En lo práctico, los niños se le cansan a los cinco minutos de remo, van al museo sólo para sentarse un poco, se frotan el pecho con a mezcla de mostaza y ketckup se gastan todos los boletos del Parque de Atracciones en subir a los car con tres palos de guata y piensan, por último, y en lo referente a la gloria económica que su progenitor es un fantasma. El primerizo volverá a casa desanimado, pero insistirá hasta que se convierta en la segunda clase de padre de fin de semana.

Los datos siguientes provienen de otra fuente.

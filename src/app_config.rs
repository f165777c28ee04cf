use anyhow::{anyhow, Result};
use serde::{Deserialize, Serialize};
use std::default::Default;
use url::Url;

use crate::language::Language;

/// Application configuration module
/// This module handles the application configuration including loading,
/// validating and saving configuration settings.
/// Represents the application configuration
#[derive(Debug, Serialize, Deserialize, Clone)]
pub struct Config {
    /// Display language code (ISO 639-1)
    #[serde(default = "default_display_language")]
    pub display_language: String,

    /// Backend config
    #[serde(default)]
    pub backend: BackendConfig,

    /// Log level
    #[serde(default)]
    pub log_level: LogLevel,
}

/// Inference backend configuration
#[derive(Debug, Serialize, Deserialize, Clone)]
pub struct BackendConfig {
    // @field: Service URL
    #[serde(default = "default_backend_endpoint")]
    pub endpoint: String,

    // @field: Timeout seconds
    #[serde(default = "default_timeout_secs")]
    pub timeout_secs: u64,
}

impl Default for BackendConfig {
    fn default() -> Self {
        Self {
            endpoint: default_backend_endpoint(),
            timeout_secs: default_timeout_secs(),
        }
    }
}

/// Log verbosity level
#[derive(Debug, Serialize, Deserialize, Clone, PartialEq, Default)]
#[serde(rename_all = "lowercase")]
pub enum LogLevel {
    Error,
    Warn,
    #[default]
    Info,
    Debug,
    Trace,
}

fn default_display_language() -> String {
    "en".to_string()
}

fn default_backend_endpoint() -> String {
    // Development default of the inference server
    "http://localhost:5000".to_string()
}

fn default_timeout_secs() -> u64 {
    30
}

impl Config {
    /// Validate the configuration for consistency and required values
    pub fn validate(&self) -> Result<()> {
        // Validate the display language
        let _language = self.display_language()?;

        // Validate the backend endpoint
        Url::parse(&self.backend.endpoint)
            .map_err(|e| anyhow!("Invalid backend endpoint '{}': {}", self.backend.endpoint, e))?;

        if self.backend.timeout_secs == 0 {
            return Err(anyhow!("Backend timeout must be greater than zero"));
        }

        Ok(())
    }

    /// Parse the configured display language
    pub fn display_language(&self) -> Result<Language> {
        Language::from_code(&self.display_language)
    }
}

/// Default implementation for Config
impl Default for Config {
    fn default() -> Self {
        Config {
            display_language: default_display_language(),
            backend: BackendConfig::default(),
            log_level: LogLevel::default(),
        }
    }
}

El bragado o pragmático parte del principio de que a los niños les cabrea dejar sus amistades del barrio para verle a él durante sus dos únicos días libres y de que a él le cabrea tener que hacer carambolas para ligar sólo en días laborables. Sabe, por tanto, que, hagan lo que hagan, todo saldrá mal. Mediante un estudio de los lazos comunes que comparte con sus hijos, ha llegado a la conclusión de que lo que verdaderamente les une o les puede unir durante dos largas jornadas es una sesión continua de vídeo salteada por las comidas, las siestas o el paseo hasta el pipero para cargarse de provisiones. No se levanta demasiado temprano porque el videoclub no abre hasta las once, recoge a la crianza, se intercambian saludos de feligrés que coincide en la parroquia en misa de doce y pasan tranquilamente por su local preferido, del que se llevan un buen aporte de películas que sobresalen por sus fotogramas chillones. Vuelven a casa, se reparten los sofás y se disponen a embrutecerse solidaria y afectuosamente. Cuando les entrega a su madre, previo pacto de no desvelar el plan de actividades seguido, los niños tienen los ojos rojos, el padre padece una blefaritis crónica, pero entremedias ha surgido un amor sectario, de defensa contra el enemigo exterior, de secreto compartido, de perversión doméstica. Les da pena separarse y se despiden con una especie de lástima mutua por el horror a la disciplina laboral.